72 neurologists participated in the survey answering the conjoint exercise. Logistic regression results of the survey showed the relative contribution of each sign/symptom to the classification as SPS. Spasticity was the most influential sign, followed by spasms, tremor, cramps, and bladder dysfunction. The goodness of fit of the model was appropriate (AUC = 0.816). Concordance between the experts' evaluation vs. model estimation showed strong Pearson's ( = 0.936) and Spearman's ( = 0.893) correlation coefficients. The application of the algorithm provides with a probability of showing SPS and the following ranges are proposed to interpret the results: high (> 60%), moderate (30-60%), or low (< 30%) probability of SPS.

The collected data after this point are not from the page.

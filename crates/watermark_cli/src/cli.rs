use std::path::PathBuf;

use clap::{ArgAction, Args, Parser, Subcommand};
use watermark_engine::{BASE_ORIGIN_ENV, DEFAULT_BASE_ORIGIN};

#[derive(Parser, Debug)]
#[command(name = "watermark", about = "Batch audio watermark embedding and detection", version)]
pub struct Cli {
    /// Base origin of the watermarking service
    #[arg(long, global = true, env = BASE_ORIGIN_ENV, default_value = DEFAULT_BASE_ORIGIN)]
    pub origin: String,

    /// Also write logs to this file
    #[arg(long, global = true)]
    pub log_file: Option<PathBuf>,

    /// Increase log verbosity (-v debug, -vv trace)
    #[arg(short, long, global = true, action = ArgAction::Count)]
    pub verbose: u8,

    #[command(subcommand)]
    pub command: Command,
}

#[derive(Subcommand, Debug)]
pub enum Command {
    /// Embed a watermark into every audio file of a batch
    Embed {
        #[command(flatten)]
        selection: SelectionArgs,

        /// Directory retrieved artifacts are saved to
        #[arg(short, long, default_value = ".")]
        out: PathBuf,

        /// Download every watermarked file individually
        #[arg(long)]
        download_each: bool,

        /// Download the batch archive, when the service offers one
        #[arg(long)]
        download_all: bool,
    },
    /// Detect watermarks in every audio file of a batch
    Detect {
        #[command(flatten)]
        selection: SelectionArgs,
    },
}

#[derive(Args, Debug)]
pub struct SelectionArgs {
    /// Treat each path as a directory root and keep nested paths
    #[arg(short, long)]
    pub dir: bool,

    /// Audio files, or directories with --dir
    #[arg(required = true)]
    pub paths: Vec<PathBuf>,
}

This study offers an algorithmic tool to help healthcare professionals to identify SPS in MS patients. The use of this tool could simplify the management of SPS, reducing side effects related with polypharmacotherapy.
多发性硬化症(MS)中的痉挛加综合征(SPS)指的是痉挛与其他体征/症状的组合,如抽搐、痉挛、膀胱功能障碍、震颤、睡眠障碍、疼痛和疲劳。主要目的是开发一种用户友好的工具,以帮助神经科医生尽早在MS患者中检测出SPS。
采用基于联合分析方法的调查研究。采用正交析因设计,随机组合8种主要的SPS体征/症状,形成12个患者概况。专家神经科医生在一项调查中进行评估,并通过逻辑回归模型确定每个SPS体征/症状的权重,将概况分类为是否患有SPS。
72名神经科医生参与了回答联合练习的调查。调查的逻辑回归结果显示了每个体征/症状对SPS分类的相对贡献。痉挛是最有影响力的体征,其次是抽搐、震颤、痉挛和膀胱功能障碍。模型的拟合优度合适(AUC = 0.816)。专家评估与模型估计之间的一致性显示出很强的皮尔逊相关系数(= 0.936)和斯皮尔曼相关系数(= 0.893)。该算法的应用提供了显示SPS的概率,并建议使用以下范围来解释结果:高(> 60%)、中(30 - 60%)或低(< 30%)SPS概率。
本研究提供了一种算法工具,以帮助医疗保健专业人员识别MS患者中的SPS。使用该工具可以简化SPS的管理,减少与多药治疗相关的副作用。